(What is expected): Take each line of the data that contains the string "West" and copy it.

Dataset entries
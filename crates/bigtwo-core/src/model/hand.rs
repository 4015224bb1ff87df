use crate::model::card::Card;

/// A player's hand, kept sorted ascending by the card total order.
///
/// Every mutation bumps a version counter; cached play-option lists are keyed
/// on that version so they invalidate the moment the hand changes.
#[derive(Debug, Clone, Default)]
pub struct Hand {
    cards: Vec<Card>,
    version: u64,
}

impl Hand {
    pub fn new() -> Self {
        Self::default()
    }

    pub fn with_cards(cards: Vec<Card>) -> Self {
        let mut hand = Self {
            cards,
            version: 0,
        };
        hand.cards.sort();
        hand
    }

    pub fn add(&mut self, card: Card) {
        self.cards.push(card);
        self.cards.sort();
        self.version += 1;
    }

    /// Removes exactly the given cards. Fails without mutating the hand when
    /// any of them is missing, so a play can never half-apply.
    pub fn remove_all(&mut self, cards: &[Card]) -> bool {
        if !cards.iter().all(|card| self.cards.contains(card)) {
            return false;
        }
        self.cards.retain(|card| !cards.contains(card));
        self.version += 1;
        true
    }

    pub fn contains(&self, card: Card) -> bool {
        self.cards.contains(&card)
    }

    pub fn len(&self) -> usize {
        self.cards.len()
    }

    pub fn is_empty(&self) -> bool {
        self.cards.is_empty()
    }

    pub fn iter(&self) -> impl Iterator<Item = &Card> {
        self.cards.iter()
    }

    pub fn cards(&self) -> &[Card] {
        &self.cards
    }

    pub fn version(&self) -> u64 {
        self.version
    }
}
---
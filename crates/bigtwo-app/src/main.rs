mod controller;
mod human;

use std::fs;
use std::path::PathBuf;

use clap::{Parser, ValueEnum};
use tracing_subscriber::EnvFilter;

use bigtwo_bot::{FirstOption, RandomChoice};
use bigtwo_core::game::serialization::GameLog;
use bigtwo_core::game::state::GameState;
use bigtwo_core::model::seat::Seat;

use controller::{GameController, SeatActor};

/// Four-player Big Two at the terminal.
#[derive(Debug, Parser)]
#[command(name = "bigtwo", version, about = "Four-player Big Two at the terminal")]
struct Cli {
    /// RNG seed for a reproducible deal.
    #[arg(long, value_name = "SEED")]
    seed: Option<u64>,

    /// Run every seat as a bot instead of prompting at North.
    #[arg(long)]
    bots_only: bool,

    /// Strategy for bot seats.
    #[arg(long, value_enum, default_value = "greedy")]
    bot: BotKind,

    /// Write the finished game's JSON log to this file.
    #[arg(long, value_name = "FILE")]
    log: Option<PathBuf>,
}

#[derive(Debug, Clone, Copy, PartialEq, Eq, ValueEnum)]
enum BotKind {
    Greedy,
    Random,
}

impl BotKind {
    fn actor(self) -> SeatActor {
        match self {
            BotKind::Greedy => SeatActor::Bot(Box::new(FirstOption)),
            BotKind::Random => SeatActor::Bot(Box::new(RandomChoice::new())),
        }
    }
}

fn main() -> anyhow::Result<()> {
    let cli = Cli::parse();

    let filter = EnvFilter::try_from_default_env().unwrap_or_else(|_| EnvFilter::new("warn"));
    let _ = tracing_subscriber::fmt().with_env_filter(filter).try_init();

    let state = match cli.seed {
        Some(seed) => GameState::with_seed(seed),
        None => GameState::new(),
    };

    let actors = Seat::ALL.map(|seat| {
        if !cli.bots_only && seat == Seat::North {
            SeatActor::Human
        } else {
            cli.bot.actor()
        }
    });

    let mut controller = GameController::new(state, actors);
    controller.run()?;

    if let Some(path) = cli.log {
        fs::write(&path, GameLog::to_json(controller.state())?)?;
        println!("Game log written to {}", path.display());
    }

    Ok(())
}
==
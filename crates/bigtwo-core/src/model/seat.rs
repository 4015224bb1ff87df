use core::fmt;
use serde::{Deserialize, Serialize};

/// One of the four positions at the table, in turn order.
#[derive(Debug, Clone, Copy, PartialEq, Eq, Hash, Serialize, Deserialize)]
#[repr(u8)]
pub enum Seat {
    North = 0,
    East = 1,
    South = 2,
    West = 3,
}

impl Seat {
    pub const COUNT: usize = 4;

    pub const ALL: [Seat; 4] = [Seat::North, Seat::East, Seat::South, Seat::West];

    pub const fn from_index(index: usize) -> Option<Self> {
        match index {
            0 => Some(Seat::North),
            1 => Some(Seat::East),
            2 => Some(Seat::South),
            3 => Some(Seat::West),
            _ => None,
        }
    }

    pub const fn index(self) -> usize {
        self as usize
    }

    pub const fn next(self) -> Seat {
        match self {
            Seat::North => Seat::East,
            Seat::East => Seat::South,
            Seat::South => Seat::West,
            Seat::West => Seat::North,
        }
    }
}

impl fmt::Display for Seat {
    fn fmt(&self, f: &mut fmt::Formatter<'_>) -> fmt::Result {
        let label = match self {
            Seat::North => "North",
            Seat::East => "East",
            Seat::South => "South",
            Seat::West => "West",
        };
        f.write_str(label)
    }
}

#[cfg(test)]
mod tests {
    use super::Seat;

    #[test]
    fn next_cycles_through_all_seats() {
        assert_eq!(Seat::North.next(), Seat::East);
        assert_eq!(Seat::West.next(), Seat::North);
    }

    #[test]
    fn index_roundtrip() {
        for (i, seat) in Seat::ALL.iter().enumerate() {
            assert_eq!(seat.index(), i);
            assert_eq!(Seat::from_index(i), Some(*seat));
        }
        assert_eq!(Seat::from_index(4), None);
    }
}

(Solution):
    West = 3,
    pub const ALL: [Seat; 4] = [Seat::North, Seat::East, Seat::South, Seat::West];
            3 => Some(Seat::West),
            Seat::South => Seat::West,
            Seat::West => Seat::North,
            Seat::West => "West",
        assert_eq!(Seat::West.next(), Seat::North);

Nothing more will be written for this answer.